The plans call for buildings to be constructed at the north and south end zones that will house additional restrooms and concessions, and support functions such as first aid, police/security and will call. The structures will be covered in the same brickwork as the new sideline buildings.
"The designs reflect the tradition of Michigan athletics, and are consistent with our other architecture," Martin said. "They are similar in style, scale and color to Yost Ice Arena and the Intramural Building."
Stadium improvements will include an increase in the number and quality of restrooms; more concession stands with a greater variety of fare; wider aisles and slightly wider seats; handrails; additional entry and exit points for improved crowd circulation and safety; and additional dedicated seating for fans with impaired mobility.
Women's toilets will increase by 124 percent and men's restrooms by 50 percent. Fans also will enjoy 30 percent more food concessions.
Ticketholders will gain between a quarter of an inch and just over an inch in each seat, depending on location. Those along the sidelines will gain the most width because of the shape of the bowl. Seat widths will range from just over 16 inches in the student section to just under 18 inches along the sidelines near the top of the bowl.

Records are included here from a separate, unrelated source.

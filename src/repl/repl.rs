use std::io::{self, BufRead, Write};

use rustyline::{error::ReadlineError, DefaultEditor};
use tracing::{debug, info};

use crate::{
    errors::errors::{ErrorImpl, Result},
    lexer::lexer::{scan_detailed, Scanned},
};

pub const DEFAULT_PROMPT: &str = "> ";

/// How a scanned line is written out.
#[derive(Debug, Clone, Copy, PartialEq, Eq, Default, clap::ValueEnum)]
pub enum OutputFormat {
    /// `[Number("1"), Add("+"), Number("2")]`, one line per input line
    #[default]
    List,
    /// `Kind (text)`, one line per token
    Lines,
}

#[derive(Debug, Clone, PartialEq, Eq)]
pub struct ReplOptions {
    pub prompt: String,
    pub format: OutputFormat,
    pub show_skipped: bool,
}

impl Default for ReplOptions {
    fn default() -> Self {
        ReplOptions {
            prompt: String::from(DEFAULT_PROMPT),
            format: OutputFormat::default(),
            show_skipped: false,
        }
    }
}

/// Renders the tokens of one line, plus a caret line under skipped
/// characters when `show_skipped` is set.
///
/// ```text
/// [Number("1"), Add("+"), Number("2")]
///   | 1 + 2 $
///   |       ^
/// ```
pub fn render(source: &str, scanned: &Scanned, options: &ReplOptions) -> String {
    let mut out = String::new();

    match options.format {
        OutputFormat::List => {
            let tokens = scanned
                .tokens
                .iter()
                .map(|token| token.to_string())
                .collect::<Vec<_>>();
            out.push_str(&format!("[{}]\n", tokens.join(", ")));
        }
        OutputFormat::Lines => {
            for token in &scanned.tokens {
                out.push_str(&token.debug());
                out.push('\n');
            }
        }
    }

    if options.show_skipped {
        let columns = scanned
            .skipped
            .iter()
            .filter(|span| !span.slice(source).trim().is_empty())
            .map(|span| span.column_in(source))
            .collect::<Vec<_>>();

        if let Some(last) = columns.last() {
            // Tabs are copied so the carets line up with the echoed source.
            let carets = source
                .chars()
                .take(last + 1)
                .enumerate()
                .map(|(column, ch)| match ch {
                    _ if columns.contains(&column) => '^',
                    '\t' => '\t',
                    _ => ' ',
                })
                .collect::<String>();

            out.push_str(&format!("  | {}\n", source));
            out.push_str(&format!("  | {}\n", carets));
        }
    }

    out
}

fn process_line<W: Write>(line: &str, output: &mut W, options: &ReplOptions) -> Result<()> {
    let scanned = scan_detailed(line);
    output
        .write_all(render(line, &scanned, options).as_bytes())
        .map_err(output_failed)?;
    Ok(())
}

fn output_failed(error: io::Error) -> ErrorImpl {
    ErrorImpl::OutputFailed {
        message: error.to_string(),
    }
}

/// Scans every line of a script or pipe until end of input.
///
/// `name` only shows up in error messages. Returns the number of lines
/// scanned.
pub fn run_lines<R: BufRead, W: Write>(
    input: R,
    mut output: W,
    name: &str,
    options: &ReplOptions,
) -> Result<usize> {
    info!(input = name, "scanning lines");
    let mut count = 0;

    for line in input.lines() {
        let line = line.map_err(|error| ErrorImpl::InputUnreadable {
            path: name.to_string(),
            message: error.to_string(),
        })?;

        process_line(&line, &mut output, options)?;
        count += 1;
    }

    output.flush().map_err(output_failed)?;
    debug!(lines = count, "end of input");
    Ok(count)
}

/// Interactive prompt loop backed by a line editor.
pub struct Repl {
    editor: DefaultEditor,
    options: ReplOptions,
}

impl Repl {
    pub fn new(options: ReplOptions) -> Result<Self> {
        let editor = DefaultEditor::new()?;
        Ok(Repl { editor, options })
    }

    /// Runs until end of input. Ctrl-C drops the current line only.
    pub fn run(&mut self) -> Result<usize> {
        info!("starting interactive scanner");
        let mut count = 0;

        loop {
            match self.editor.readline(&self.options.prompt) {
                Ok(line) => {
                    if !line.trim().is_empty() {
                        self.editor.add_history_entry(line.as_str())?;
                    }

                    let mut stdout = io::stdout().lock();
                    process_line(&line, &mut stdout, &self.options)?;
                    stdout.flush().map_err(output_failed)?;
                    count += 1;
                }
                Err(ReadlineError::Interrupted) => {
                    debug!("interrupted, line discarded");
                }
                Err(ReadlineError::Eof) => {
                    debug!(lines = count, "end of input");
                    break;
                }
                Err(error) => return Err(error.into()),
            }
        }

        Ok(count)
    }
}
use std::{
    fs::File,
    io::{self, BufReader, IsTerminal, Write},
    path::PathBuf,
    process::ExitCode,
};

use arithlex::{
    errors::errors::{Error, ErrorImpl, ErrorTip, Result},
    lexer::lexer::scan_detailed,
    repl::repl::{render, run_lines, OutputFormat, Repl, ReplOptions, DEFAULT_PROMPT},
};
use clap::Parser;
use tracing_subscriber::EnvFilter;

/// Split arithmetic expressions into tokens, one line at a time.
#[derive(Parser, Debug)]
#[command(name = "arithlex", version)]
struct Cli {
    /// File whose lines are scanned one by one
    file: Option<PathBuf>,

    /// Scan a single expression and exit
    #[arg(short = 'e', long = "eval", value_name = "EXPR")]
    eval: Option<String>,

    /// Prompt shown by the interactive loop
    #[arg(long, default_value = DEFAULT_PROMPT)]
    prompt: String,

    /// How tokens are printed
    #[arg(long, value_enum, default_value_t = OutputFormat::List)]
    format: OutputFormat,

    /// Mark characters that produced no token
    #[arg(long)]
    show_skipped: bool,

    /// Enable debug logging (RUST_LOG takes precedence)
    #[arg(short, long)]
    verbose: bool,
}

impl Cli {
    fn options(&self) -> ReplOptions {
        ReplOptions {
            prompt: self.prompt.clone(),
            format: self.format,
            show_skipped: self.show_skipped,
        }
    }
}

fn init_logging(verbose: bool) {
    let default = if verbose { "arithlex=debug" } else { "arithlex=warn" };
    let filter = EnvFilter::try_from_default_env().unwrap_or_else(|_| EnvFilter::new(default));

    tracing_subscriber::fmt()
        .with_env_filter(filter)
        .with_writer(io::stderr)
        .init();
}

fn run(cli: &Cli) -> Result<()> {
    let options = cli.options();

    if let Some(expr) = &cli.eval {
        let scanned = scan_detailed(expr);
        io::stdout()
            .lock()
            .write_all(render(expr, &scanned, &options).as_bytes())
            .map_err(|error| ErrorImpl::OutputFailed {
                message: error.to_string(),
            })?;
        return Ok(());
    }

    if let Some(path) = &cli.file {
        let name = path.display().to_string();
        let file = File::open(path).map_err(|error| ErrorImpl::InputUnreadable {
            path: name.clone(),
            message: error.to_string(),
        })?;
        run_lines(BufReader::new(file), io::stdout().lock(), &name, &options)?;
        return Ok(());
    }

    let stdin = io::stdin();
    if !stdin.is_terminal() {
        run_lines(stdin.lock(), io::stdout().lock(), "<stdin>", &options)?;
        return Ok(());
    }

    Repl::new(options)?.run()?;
    Ok(())
}

fn display_error(error: &Error) {
    if let ErrorTip::None = error.get_tip() {
        eprintln!("Error: {}", error.get_error_name());
    } else {
        eprintln!("Error: {} ({})", error.get_error_name(), error.get_tip());
    }
    eprintln!("-> {}", error);
}

fn main() -> ExitCode {
    let cli = Cli::parse();
    init_logging(cli.verbose);

    match run(&cli) {
        Ok(()) => ExitCode::SUCCESS,
        Err(error) => {
            tracing::debug!(?error, "exiting after failure");
            display_error(&error);
            ExitCode::FAILURE
        }
    }
}
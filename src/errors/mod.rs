//! Error types for the read loop.
//!
//! The scanner has no error path. This module covers what can go wrong
//! around it:
//!
//! - Input files that cannot be opened or read
//! - Line editor failures in interactive mode
//! - Failures writing the rendered tokens
//! - Names and suggestions for reporting

pub mod errors;
//! End-to-end tests for the `arithlex` binary.
//!
//! Covers mode selection (`-e` over FILE over piped stdin), option mapping
//! and exit codes.

use std::{
    fs,
    io::Write,
    path::PathBuf,
    process::{Command, Output, Stdio},
};

use pretty_assertions::assert_eq;

fn arithlex() -> Command {
    let mut command = Command::new(env!("CARGO_BIN_EXE_arithlex"));
    command.env_remove("RUST_LOG");
    command
}

fn with_stdin(mut command: Command, input: &str) -> Output {
    let mut child = command
        .stdin(Stdio::piped())
        .stdout(Stdio::piped())
        .stderr(Stdio::piped())
        .spawn()
        .unwrap();

    child
        .stdin
        .take()
        .unwrap()
        .write_all(input.as_bytes())
        .unwrap();
    child.wait_with_output().unwrap()
}

fn scratch_file(name: &str, contents: &str) -> PathBuf {
    let path = std::env::temp_dir().join(format!("arithlex-{}-{}", std::process::id(), name));
    fs::write(&path, contents).unwrap();
    path
}

#[test]
fn test_eval_takes_priority_over_file() {
    let path = scratch_file("ignored.txt", "1+1\n");
    let output = arithlex()
        .args(["-e", "2**3"])
        .arg(&path)
        .stdin(Stdio::null())
        .output()
        .unwrap();
    fs::remove_file(&path).unwrap();

    assert!(output.status.success());
    assert_eq!(
        String::from_utf8(output.stdout).unwrap(),
        "[Number(\"2\"), Pow(\"**\"), Number(\"3\")]\n"
    );
}

#[test]
fn test_file_takes_priority_over_stdin() {
    let path = scratch_file("exprs.txt", "1+1\n(2)\n");
    let mut command = arithlex();
    command.arg(&path);
    let output = with_stdin(command, "9\n");
    fs::remove_file(&path).unwrap();

    assert!(output.status.success());
    assert_eq!(
        String::from_utf8(output.stdout).unwrap(),
        concat!(
            "[Number(\"1\"), Add(\"+\"), Number(\"1\")]\n",
            "[LeftParen(\"(\"), Number(\"2\"), RightParen(\")\")]\n",
        )
    );
}

#[test]
fn test_missing_file_exits_with_failure() {
    let output = arithlex()
        .arg("does/not/exist.txt")
        .stdin(Stdio::null())
        .output()
        .unwrap();

    assert_eq!(output.status.code(), Some(1));
    assert!(output.stdout.is_empty());
    let stderr = String::from_utf8(output.stderr).unwrap();
    assert!(stderr.starts_with("Error: InputUnreadable"), "stderr was {stderr:?}");
}

#[test]
fn test_piped_stdin_with_lines_format() {
    let mut command = arithlex();
    command.args(["--format", "lines"]);
    let output = with_stdin(command, "1 + 2\n3**4\n");

    assert!(output.status.success());
    assert_eq!(
        String::from_utf8(output.stdout).unwrap(),
        "Number (1)\nAdd (+)\nNumber (2)\nNumber (3)\nPow (**)\nNumber (4)\n"
    );
}

#[test]
fn test_show_skipped_flag_reaches_render() {
    let output = arithlex()
        .args(["--show-skipped", "-e", "1 $ 2"])
        .stdin(Stdio::null())
        .output()
        .unwrap();

    assert!(output.status.success());
    assert_eq!(
        String::from_utf8(output.stdout).unwrap(),
        "[Number(\"1\"), Number(\"2\")]\n  | 1 $ 2\n  |   ^\n"
    );
}
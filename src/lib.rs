#![allow(clippy::module_inception)]

pub mod errors;
pub mod lexer;
pub mod macros;
pub mod repl;

/// Byte offset into the scanned line.
#[derive(Debug, Clone, Copy, PartialEq, Eq, PartialOrd, Ord, Hash)]
pub struct Position(pub usize);

#[derive(Debug, Clone, Copy, PartialEq, Eq, Hash)]
pub struct Span {
    pub start: Position,
    pub end: Position,
}

impl Span {
    pub fn new(start: usize, end: usize) -> Self {
        Span {
            start: Position(start),
            end: Position(end),
        }
    }

    pub fn len(&self) -> usize {
        self.end.0 - self.start.0
    }

    pub fn is_empty(&self) -> bool {
        self.start == self.end
    }

    /// The slice of `source` this span covers.
    pub fn slice<'a>(&self, source: &'a str) -> &'a str {
        &source[self.start.0..self.end.0]
    }

    /// Character column of the span start, for caret rendering.
    pub fn column_in(&self, source: &str) -> usize {
        source[..self.start.0].chars().count()
    }
}

#[cfg(test)]
mod tests {
    use super::Span;

    #[test]
    fn test_span_slice() {
        let source = "12 + 345";
        let span = Span::new(5, 8);
        assert_eq!(span.slice(source), "345");
        assert_eq!(span.len(), 3);
        assert!(!span.is_empty());
    }

    #[test]
    fn test_span_column_counts_chars() {
        // "é" is two bytes wide but one column
        let source = "é+1";
        let span = Span::new(2, 3);
        assert_eq!(span.slice(source), "+");
        assert_eq!(span.column_in(source), 1);
    }

    #[test]
    #[cfg(target_pointer_width = "64")]
    fn test_span_beyond_u32_offsets() {
        let start = u32::MAX as usize + 10;
        let span = Span::new(start, start + 3);
        assert_eq!(span.start.0, start);
        assert_eq!(span.len(), 3);
    }
}
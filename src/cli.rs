use clap::{Parser, ValueEnum};
use std::path::PathBuf;

/// Convert item folders (DOCX, PDF, ODT, Markdown) to HTML articles
#[derive(Parser, Debug)]
#[command(name = "folio2html", version, about)]
pub struct Cli {
    /// Root directory holding one sub-folder per item
    #[arg(default_value = "assets/work")]
    pub root: PathBuf,

    /// Collection mode writes placeholders and a JSON index; blog mode only converts
    #[arg(short, long, value_enum, default_value_t = Mode::Collection)]
    pub mode: Mode,

    /// Index output path.
    /// Defaults to `<root name>-index.json` next to the root directory.
    #[arg(short, long)]
    pub index: Option<PathBuf>,

    /// Site-absolute URL prefix for index entries. Defaults to `/assets/<root name>`.
    #[arg(long)]
    pub url_prefix: Option<String>,

    /// Value of the `type` field on every index entry
    #[arg(long, default_value = "work")]
    pub item_type: String,

    /// Reconvert even when article.html is newer than its source
    #[arg(short, long, default_value_t = false)]
    pub force: bool,

    /// Enable debug logging
    #[arg(short, long, default_value_t = false)]
    pub verbose: bool,
}

#[derive(ValueEnum, Clone, Copy, Debug, PartialEq, Eq)]
pub enum Mode {
    /// Metadata-aware titles, placeholder articles, JSON index
    Collection,
    /// Folder-name titles, folders without a source are skipped
    Blog,
}
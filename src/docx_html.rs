use crate::shell::escape_html;
use base64::{engine::general_purpose::STANDARD, Engine};
use docx_rust::document::{
    BodyContent, ParagraphContent, RunContent, TableCellContent, TableRowContent,
};
use docx_rust::formatting::CharacterProperty;
use docx_rust::Docx;

/// Convert a parsed DOCX document body to an HTML fragment
pub fn docx_to_html(docx: &Docx) -> String {
    let mut ctx = ConvertContext {
        docx,
        blocks: Vec::new(),
        lists: ListStack::default(),
    };

    for content in &docx.document.body.content {
        ctx.convert_body_content(content);
    }
    ctx.close_lists();

    ctx.blocks.join("\n")
}

struct ConvertContext<'a> {
    docx: &'a Docx<'a>,
    /// Finished block-level HTML, one entry per line of output
    blocks: Vec<String>,
    lists: ListStack,
}

/// Nested `<ul>`/`<ol>` state while walking list paragraphs
#[derive(Debug, Default)]
struct ListStack {
    /// Tags of the lists currently open, outermost first. The last `<li>`
    /// of every open list is still open.
    open: Vec<&'static str>,
}

impl ListStack {
    /// Open or close nested lists so the item lands at `level` (0-based)
    fn push_item(
        &mut self,
        blocks: &mut Vec<String>,
        level: usize,
        tag: &'static str,
        content: &str,
    ) {
        let depth = level + 1;

        while self.open.len() > depth {
            self.close_innermost(blocks);
        }

        if self.open.len() == depth {
            if self.open.last() == Some(&tag) {
                blocks.push("</li>".to_string());
            } else {
                self.close_innermost(blocks);
            }
        }

        while self.open.len() < depth {
            blocks.push(format!("<{}>", tag));
            self.open.push(tag);
            if self.open.len() < depth {
                blocks.push("<li>".to_string());
            }
        }

        blocks.push(format!("<li>{}", content));
    }

    fn close_innermost(&mut self, blocks: &mut Vec<String>) {
        if let Some(tag) = self.open.pop() {
            blocks.push(format!("</li></{}>", tag));
        }
    }

    fn close_all(&mut self, blocks: &mut Vec<String>) {
        while !self.open.is_empty() {
            self.close_innermost(blocks);
        }
    }
}

impl<'a> ConvertContext<'a> {
    fn convert_body_content(&mut self, content: &BodyContent) {
        match content {
            BodyContent::Paragraph(para) => self.convert_paragraph(para),
            BodyContent::Table(table) => {
                self.close_lists();
                self.convert_table(table);
            }
            BodyContent::Sdt(sdt) => {
                if let Some(ref sdt_content) = sdt.content {
                    for item in &sdt_content.content {
                        self.convert_body_content(item);
                    }
                }
            }
            _ => {}
        }
    }

    fn convert_paragraph(&mut self, para: &docx_rust::document::Paragraph) {
        let mut heading_level: Option<u8> = None;
        let mut numbering: Option<(isize, isize)> = None; // (num_id, level)

        if let Some(ref prop) = para.property {
            if let Some(ref style_id) = prop.style_id {
                heading_level = heading_level_for_style(style_id.value.as_ref());
            }

            if let Some(ref num_prop) = prop.numbering {
                if let (Some(ref id), Some(ref level)) = (&num_prop.id, &num_prop.level) {
                    numbering = Some((id.value, level.value));
                }
            }
        }

        let inline_html = self.collect_inline_content(para);
        let inline_html = inline_html.trim();

        if inline_html.is_empty() {
            return;
        }

        if let Some(level) = heading_level {
            self.close_lists();
            self.blocks
                .push(format!("<h{level}>{}</h{level}>", inline_html, level = level));
            return;
        }

        if let Some((num_id, level)) = numbering {
            let tag = self.resolve_list_tag(num_id, level);
            self.lists
                .push_item(&mut self.blocks, level.max(0) as usize, tag, inline_html);
            return;
        }

        self.close_lists();
        self.blocks.push(format!("<p>{}</p>", inline_html));
    }

    fn close_lists(&mut self) {
        self.lists.close_all(&mut self.blocks);
    }

    fn collect_inline_content(&self, para: &docx_rust::document::Paragraph) -> String {
        let mut result = String::new();

        for pc in &para.content {
            match pc {
                ParagraphContent::Run(run) => {
                    let text = self.collect_run_html(run);
                    if !text.is_empty() {
                        result.push_str(&format_run_html(&text, &run.property));
                    }
                }
                ParagraphContent::Link(link) => {
                    let display = link
                        .content
                        .as_ref()
                        .map(|run| self.collect_run_html(run))
                        .unwrap_or_default();

                    match self.resolve_hyperlink_target(link) {
                        Some(url) => {
                            let href = escape_html(&url);
                            let label = if display.is_empty() {
                                href.clone()
                            } else {
                                display
                            };
                            result.push_str(&format!("<a href=\"{}\">{}</a>", href, label));
                        }
                        None => result.push_str(&display),
                    }
                }
                _ => {}
            }
        }

        result
    }

    /// Escaped text of one run, with breaks and images already as HTML
    fn collect_run_html(&self, run: &docx_rust::document::Run) -> String {
        let mut html = String::new();

        for rc in &run.content {
            match rc {
                RunContent::Text(t) => html.push_str(&escape_html(&t.text)),
                RunContent::Break(_) => html.push_str("<br />"),
                RunContent::Tab(_) => html.push('\t'),
                RunContent::Drawing(drawing) => {
                    if let Some(img) = self.convert_drawing(drawing) {
                        html.push_str(&img);
                    }
                }
                _ => {}
            }
        }

        html
    }

    fn convert_drawing(&self, drawing: &docx_rust::document::Drawing) -> Option<String> {
        if let Some(ref inline) = drawing.inline {
            if let Some(ref graphic) = inline.graphic {
                if let Some(pic) = graphic.data.children.first() {
                    let embed_id = pic.fill.blip.embed.as_ref();
                    let alt = inline.doc_property.descr.as_deref().unwrap_or("");
                    return self.resolve_image(embed_id, alt);
                }
            }
        }

        // Floating images
        if let Some(ref anchor) = drawing.anchor {
            if let Some(ref graphic) = anchor.graphic {
                if let Some(pic) = graphic.data.children.first() {
                    let embed_id = pic.fill.blip.embed.as_ref();
                    let alt = anchor.doc_property.descr.as_deref().unwrap_or("");
                    return self.resolve_image(embed_id, alt);
                }
            }
        }

        None
    }

    /// Inline the image behind a relationship id as a data URI
    fn resolve_image(&self, embed_id: &str, alt: &str) -> Option<String> {
        let target = self
            .docx
            .document_rels
            .as_ref()?
            .relationships
            .iter()
            .find(|r| r.id.as_ref() == embed_id)?
            .target
            .as_ref();

        // Targets are relative to word/, media keys are archive paths
        let suffix = target.trim_start_matches("../").trim_start_matches('/');

        for (path, (_media_type, data)) in &self.docx.media {
            if path.ends_with(suffix) {
                let encoded = STANDARD.encode(data);
                return Some(format!(
                    "<img alt=\"{}\" src=\"data:{};base64,{}\" />",
                    escape_html(alt),
                    mime_for(suffix),
                    encoded
                ));
            }
        }

        None
    }

    fn resolve_hyperlink_target(&self, link: &docx_rust::document::Hyperlink) -> Option<String> {
        if let Some(ref anchor) = link.anchor {
            return Some(format!("#{}", anchor));
        }

        if let Some(ref id) = link.id {
            if let Some(ref rels) = self.docx.document_rels {
                for r in &rels.relationships {
                    if r.id.as_ref() == id.as_ref() {
                        return Some(r.target.to_string());
                    }
                }
            }
        }

        None
    }

    fn resolve_list_tag(&self, num_id: isize, level: isize) -> &'static str {
        let Some(ref numbering) = self.docx.numbering else {
            return "ul";
        };

        for num in &numbering.numberings {
            if num.num_id != Some(num_id) {
                continue;
            }
            let Some(ref aid) = num.abstract_num_id else {
                continue;
            };

            for abstract_num in &numbering.abstract_numberings {
                if abstract_num.abstract_num_id != aid.value {
                    continue;
                }
                for lvl in &abstract_num.levels {
                    if lvl.i_level != Some(level) {
                        continue;
                    }
                    if let Some(ref fmt) = lvl.number_format {
                        return match fmt.value.as_ref() {
                            "decimal" | "upperRoman" | "lowerRoman" | "upperLetter"
                            | "lowerLetter" => "ol",
                            _ => "ul",
                        };
                    }
                }
            }
        }

        "ul"
    }

    fn convert_table(&mut self, table: &docx_rust::document::Table) {
        let mut rows: Vec<Vec<String>> = Vec::new();

        for row in &table.rows {
            let mut cells: Vec<String> = Vec::new();

            for cell_content in &row.cells {
                if let TableRowContent::TableCell(cell) = cell_content {
                    cells.push(self.collect_cell_html(cell));
                }
            }

            if !cells.is_empty() {
                rows.push(cells);
            }
        }

        if rows.is_empty() {
            return;
        }

        self.blocks.push("<table>".to_string());
        for row in &rows {
            let cells: String = row
                .iter()
                .map(|cell| format!("<td>{}</td>", cell))
                .collect();
            self.blocks.push(format!("<tr>{}</tr>", cells));
        }
        self.blocks.push("</table>".to_string());
    }

    fn collect_cell_html(&self, cell: &docx_rust::document::TableCell) -> String {
        let mut parts: Vec<String> = Vec::new();

        for tc in &cell.content {
            let TableCellContent::Paragraph(para) = tc;
            let html = self.collect_inline_content(para);
            let trimmed = html.trim();
            if !trimmed.is_empty() {
                parts.push(format!("<p>{}</p>", trimmed));
            }
        }

        parts.join("")
    }
}

fn heading_level_for_style(style_id: &str) -> Option<u8> {
    match style_id {
        "Heading1" | "heading1" | "heading 1" => Some(1),
        "Heading2" | "heading2" | "heading 2" => Some(2),
        "Heading3" | "heading3" | "heading 3" => Some(3),
        "Heading4" | "heading4" | "heading 4" => Some(4),
        "Heading5" | "heading5" | "heading 5" => Some(5),
        "Heading6" | "heading6" | "heading 6" => Some(6),
        "Title" | "title" => Some(1),
        "Subtitle" | "subtitle" => Some(2),
        _ => None,
    }
}

/// Wrap already-escaped run HTML in inline formatting tags
fn format_run_html(html: &str, props: &Option<CharacterProperty>) -> String {
    let Some(props) = props else {
        return html.to_string();
    };

    if html.trim().is_empty() {
        return html.to_string();
    }

    let is_bold = props
        .bold
        .as_ref()
        .map(|b| b.value != Some(false))
        .unwrap_or(false);
    let is_italic = props
        .italics
        .as_ref()
        .map(|i| i.value != Some(false))
        .unwrap_or(false);
    let is_strike = props.strike.is_some() || props.dstrike.is_some();

    let mut result = html.to_string();
    if is_strike {
        result = format!("<s>{}</s>", result);
    }
    if is_italic {
        result = format!("<em>{}</em>", result);
    }
    if is_bold {
        result = format!("<strong>{}</strong>", result);
    }

    result
}

fn mime_for(path: &str) -> &'static str {
    let ext = path.rsplit('.').next().unwrap_or("").to_ascii_lowercase();
    match ext.as_str() {
        "png" => "image/png",
        "jpg" | "jpeg" => "image/jpeg",
        "gif" => "image/gif",
        "bmp" => "image/bmp",
        "svg" => "image/svg+xml",
        "webp" => "image/webp",
        "tif" | "tiff" => "image/tiff",
        "emf" => "image/x-emf",
        "wmf" => "image/x-wmf",
        _ => "application/octet-stream",
    }
}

Although widening the seats and aisles will result in some seat loss, the Athletic Department has planned for these changes so they will not have a significant impact on current season ticketholders.
Martin emphasized that the renovations will create a significant increase in the number of seats that can accommodate fans in wheelchairs and their companions.
Construction work will be phased over a period of three years in order not to interrupt home football games. It is expected to be completed prior to the 2010 fall football season.
The estimated cost is $226 million to be provided through private donations and Athletic Department resources, primarily revenues generated by the new seating. Revenue from the new seating over the long run will support facilities upgrades and other costs of the 25 men's and women's varsity sports.
Detailed information, including the designs, can be found at www.umich.edu/stadium.